• Input records:

Segment Open

use serde::Serialize;
use std::collections::HashMap;
use std::time::{SystemTime, UNIX_EPOCH};

use super::{analyze_sheet, SheetManifest, SheetName, SheetSource, Table};
use crate::logging::{log_sheet_failed, log_sheet_loaded, ProfileScope};

/// All sheets of one load, keyed by sheet. A failed sheet is an empty table.
#[derive(Debug, Clone, Default, Serialize)]
pub struct Workbook {
    tables: HashMap<SheetName, Table>,
    pub manifests: Vec<SheetManifest>,
    pub errors: Vec<String>,
}

impl Workbook {
    pub fn new() -> Self {
        Self::default()
    }

    pub fn insert(&mut self, sheet: SheetName, table: Table) {
        self.tables.insert(sheet, table);
    }

    /// Table for `sheet`, or an empty table when it was not loaded.
    pub fn table(&self, sheet: SheetName) -> &Table {
        static EMPTY: Table = Table { columns: Vec::new(), rows: Vec::new() };
        self.tables.get(&sheet).unwrap_or(&EMPTY)
    }

    /// Online and offline survey responses stacked.
    pub fn survey(&self) -> Table {
        Table::concat(self.table(SheetName::SurveiOnline), self.table(SheetName::SurveiOffline))
    }
}

fn now_epoch() -> u64 {
    SystemTime::now()
        .duration_since(UNIX_EPOCH)
        .map(|d| d.as_secs())
        .unwrap_or(0)
}

/// Fetches each sheet independently; one failure never aborts the others.
pub async fn load_workbook(source: &dyn SheetSource, sheets: &[SheetName]) -> Workbook {
    let _scope = ProfileScope::new("load_workbook");
    let mut wb = Workbook::new();
    let origin = source.describe();
    for &sheet in sheets {
        match source.fetch_csv(sheet).await {
            Ok(body) => {
                let (table, manifest) = analyze_sheet(sheet, &origin, &body, now_epoch());
                log_sheet_loaded(sheet.as_str(), table.len(), table.columns.len(), &origin);
                wb.manifests.push(manifest);
                wb.insert(sheet, table);
            }
            Err(err) => {
                let msg = format!("{:#}", err);
                log_sheet_failed(sheet.as_str(), &msg);
                wb.errors.push(format!("Gagal load sheet {}: {}", sheet.as_str(), msg));
                wb.insert(sheet, Table::default());
            }
        }
    }
    wb
}
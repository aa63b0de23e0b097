use anyhow::{bail, Context, Result};
use gbst_dashboard::config::Config;
use gbst_dashboard::dashboard;
use gbst_dashboard::filters::Filters;
use gbst_dashboard::fraud::{self, FraudConfig};
use gbst_dashboard::ketidaksesuaian;
use gbst_dashboard::logging::{log, obj, run_id, v_num, v_str, Domain, Level};
use gbst_dashboard::sheets::{load_workbook, source::source_from_config, SheetName};
use gbst_dashboard::survey::SurveyKind;
use std::fs;
use std::path::PathBuf;

const USAGE: &str = "usage: gbst [report [QUERY] | fraud | export-valid [PATH]]

  report        build every tab and write <OUT_DIR>/report.json (default)
                QUERY filters like the HTTP API, e.g. 'site=A&tahun=2025'
  fraud         labelled Ketidaksesuaian rows as CSV on stdout
  export-valid  valid Ketidaksesuaian rows as CSV
                (default <OUT_DIR>/ketidaksesuaian_valid.csv)";

#[tokio::main]
async fn main() -> Result<()> {
    let cfg = Config::from_env();
    let args: Vec<String> = std::env::args().skip(1).collect();
    let command = args.first().map(String::as_str).unwrap_or("report");
    log(
        Level::Info,
        Domain::System,
        "startup",
        obj(&[
            ("command", v_str(command)),
            ("run_id", v_str(&run_id())),
            ("params", v_str(&cfg.params_fingerprint())),
        ]),
    );

    match command {
        "report" => run_report(&cfg, args.get(1).map(String::as_str).unwrap_or("")).await,
        "fraud" => run_fraud(&cfg).await,
        "export-valid" => run_export_valid(&cfg, args.get(1)).await,
        "-h" | "--help" | "help" => {
            println!("{}", USAGE);
            Ok(())
        }
        other => bail!("unknown command {:?}\n{}", other, USAGE),
    }
}

async fn run_report(cfg: &Config, query: &str) -> Result<()> {
    let source = source_from_config(cfg)?;
    let wb = load_workbook(source.as_ref(), &SheetName::ALL).await;
    let filters = Filters::from_query(query);
    let kind = url::form_urlencoded::parse(query.as_bytes())
        .find(|(k, _)| k == "survei")
        .map(|(_, v)| SurveyKind::parse(&v))
        .unwrap_or(SurveyKind::Gabungan);
    let report = dashboard::build(&wb, cfg, &filters, kind);

    let out_dir = PathBuf::from(&cfg.out_dir);
    fs::create_dir_all(&out_dir).with_context(|| format!("create {}", out_dir.display()))?;
    let report_path = out_dir.join("report.json");
    fs::write(&report_path, serde_json::to_string_pretty(&report)?)
        .with_context(|| format!("write {}", report_path.display()))?;
    let csv_path = out_dir.join("ketidaksesuaian_valid.csv");
    fs::write(&csv_path, ketidaksesuaian::export_valid_csv(wb.table(SheetName::Ketidaksesuaian))?)
        .with_context(|| format!("write {}", csv_path.display()))?;

    log(
        Level::Info,
        Domain::Report,
        "report_written",
        obj(&[
            ("path", v_str(&report_path.to_string_lossy())),
            ("sheet_errors", v_num(wb.errors.len() as f64)),
        ]),
    );
    for err in &wb.errors {
        eprintln!("{}", err);
    }
    println!("wrote {}", report_path.display());
    println!("wrote {}", csv_path.display());
    Ok(())
}

async fn run_fraud(cfg: &Config) -> Result<()> {
    let source = source_from_config(cfg)?;
    let wb = load_workbook(source.as_ref(), &[SheetName::Ketidaksesuaian]).await;
    let table = wb.table(SheetName::Ketidaksesuaian);
    if table.is_empty() {
        bail!("Ketidaksesuaian sheet is empty or failed to load");
    }
    print!("{}", fraud::labelled_csv(table, &FraudConfig::from(cfg))?);
    Ok(())
}

async fn run_export_valid(cfg: &Config, path: Option<&String>) -> Result<()> {
    let source = source_from_config(cfg)?;
    let wb = load_workbook(source.as_ref(), &[SheetName::Ketidaksesuaian]).await;
    let out = path
        .map(PathBuf::from)
        .unwrap_or_else(|| PathBuf::from(&cfg.out_dir).join("ketidaksesuaian_valid.csv"));
    if let Some(parent) = out.parent().filter(|p| !p.as_os_str().is_empty()) {
        fs::create_dir_all(parent)?;
    }
    fs::write(&out, ketidaksesuaian::export_valid_csv(wb.table(SheetName::Ketidaksesuaian))?)
        .with_context(|| format!("write {}", out.display()))?;
    println!("wrote {}", out.display());
    Ok(())
}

Segment Closed

• What to work on:
Could you copy exactly the lines from the first line of the records above through the line containing "pub fn survey(&self)", both included, and nothing else?

• Result below:
use serde::Serialize;
use std::collections::HashMap;
use std::time::{SystemTime, UNIX_EPOCH};

use super::{analyze_sheet, SheetManifest, SheetName, SheetSource, Table};
use crate::logging::{log_sheet_failed, log_sheet_loaded, ProfileScope};

/// All sheets of one load, keyed by sheet. A failed sheet is an empty table.
#[derive(Debug, Clone, Default, Serialize)]
pub struct Workbook {
    tables: HashMap<SheetName, Table>,
    pub manifests: Vec<SheetManifest>,
    pub errors: Vec<String>,
}

impl Workbook {
    pub fn new() -> Self {
        Self::default()
    }

    pub fn insert(&mut self, sheet: SheetName, table: Table) {
        self.tables.insert(sheet, table);
    }

    /// Table for `sheet`, or an empty table when it was not loaded.
    pub fn table(&self, sheet: SheetName) -> &Table {
        static EMPTY: Table = Table { columns: Vec::new(), rows: Vec::new() };
        self.tables.get(&sheet).unwrap_or(&EMPTY)
    }

    /// Online and offline survey responses stacked.
    pub fn survey(&self) -> Table {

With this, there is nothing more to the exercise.